景泰三年(公元1452年)沙湾新堤筑成之后,“于黑洋山、沙湾建河神二新庙,岁春秋二祭”。景泰四年正月,黄河于堵口处以南又决,复诏加河神封号。明孝宗弘治二年(公元1489年),黄河于开封及金龙口决口,冲断张秋运河。黄陵冈河口完工之后,明孝宗“敕建黄河神祠以镇之,赐额曰昭应”。嘉靖三十一年(公元1552年),河决徐州房村集,屡堵屡决,“帝用严嵩言,遣官祭河神”。
有清一代,对黄河祭拜至为重视,清代成为尊礼祭河的大成时代。
顺治初年,“定岳、镇、海、渎既配飨方泽,复建地祇坛,位天坛西,兼祀天下名山大川”。顺治三年开始实行遣官代祀,规定北岳、中镇、西海、河渎的祭祀共同派遣一人,“将行,先遣官致斋一日,二跪六拜,行三献礼”。雍正二年(公元1724年),为四渎分别赐号,河渎赐号为润毓。康熙三十五年,为元元祈福,曾派遣大臣分别祭告五岳、五镇、四海和四渎。三十六年,“朔漠平,遣祭岳、镇、海、渎如故”。
清代黄河泛滥较为频繁,为保安澜,每有大工告成,大清皇帝多敕建河神庙或加封河神。雍正七年(公元1729年),“敕建河州口外河源神庙成,加封号”。乾隆二十六年(公元1761年),“沁、黄并涨,武陟、荥泽、阳武、符祥、兰阳同时决十五口,中牟之杨桥决数百丈,大溜直趋贾鲁河”,“十一月塞,上闻大喜,命于工所立河神庙”。乾隆三十年(公元1765年),乾隆皇帝南巡期间,前往祭祀河神庙。乾隆四十二年(公元1777年),陶庄积土以北开挖引河成功,“上喜此钜工,一劳永逸,可废数百年藉清敌黄之说,敕建河神庙于新口石坝,自制文记之”。乾隆四十三年(公元1778年),河决仪封十六堡,屡塞屡决,乾隆四十四年北坝又塌陷二十余丈,“上念仪工綦切,以古有沈璧礼河事,特颁白璧祭文,命阿桂等诣工所致祭”。乾隆四十五年二月,决口堵塞,“命于陶庄河神庙建碑记之”。

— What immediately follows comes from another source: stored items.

//! Expression parsing implementation
//!
//! This module handles parsing of expressions by recursive descent, one
//! method per precedence level, lowest first:
//!
//! ```text
//! testlist   ::= test (',' test)* [',']
//! test       ::= lambda | or_test ['if' or_test 'else' test]
//! or_test    ::= and_test ('or' and_test)*
//! and_test   ::= not_test ('and' not_test)*
//! not_test   ::= 'not' not_test | comparison
//! comparison ::= bitor (comp_op bitor)*
//! bitor      ::= bitxor ('|' bitxor)*      (then '^', '&', shifts)
//! arith      ::= term (('+' | '-') term)*
//! term       ::= factor (('*' | '/' | '//' | '%') factor)*
//! factor     ::= ('+' | '-' | '~') factor | power
//! power      ::= primary ['**' factor]
//! primary    ::= atom (call | subscript | attribute)*
//! ```
//!
//! Displays (`[...]`, `(...)`, `{...}`) may hold comprehensions, and
//! adjacent string literals (including f-strings) are concatenated.
//!
//! All parsing methods are implemented as `pub(crate)` methods on the [`Parser`] struct.

use crate::parser::ast::*;
use crate::parser::lexer::Token;
use crate::parser::parse::{ParseError, Parser};
use crate::parser::scope::analyze_scope;
use std::rc::Rc;
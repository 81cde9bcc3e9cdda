//! Step-level tracing of the interpreter
//!
//! - [`render`]: bounded, never-failing value rendering
//! - [`diff`]: added / updated / removed bindings between two snapshots
//! - [`tracer`]: the [`StepTracer`] hook that produces [`TraceEvent`]s
//! - [`event`]: the event records themselves

pub mod diff;
pub mod event;
pub mod render;
pub mod tracer;

pub use event::TraceEvent;
pub use tracer::{EventSink, StepTracer};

嘉庆二十五年(公元1820年),马营口堵塞,嘉庆皇帝又加河神金龙四大王、黄大王、硃大王封号。
△ 今天的黄河祭祀活动大部分都带有文化旅游性质,与古代的国家行为不可同日而语,图为山东滨州2018年的“祭河大典”。
六、民国以来
鸦片战争后,老大帝国在向西方学习的呐喊声中蹒跚前行,却屡屡受挫。许多精英阶层的知识分子都倾向于将中国的落后归结于中国传统文化,归结于传统文化熏陶下愚昧的国民素质。受西方启蒙思想的影响,新式知识分子以“新民德”为着眼点,以倡导科学精神、培养现代国民为己任,在社会上掀起了一场反迷信运动的狂飙。在全社会声讨封建迷信的浪潮下,传统河神信仰必然受到波及。
袁世凯执政之后,保留了国家祀典制度,但同时进行了一系列改革。变革了祀天、恢复了祀孔,规范了祀英烈,强化了关岳合祀,剔除了祀自然神。内务部规定,“祈福、禳祸及后世所谓护国佑民诸神,徒启国民奢求,侥获之心,而无俾于恐惧修省之实,当与淫祀杂祀一切删除”。延续数千年的官方黄河祭祀传统就此终结。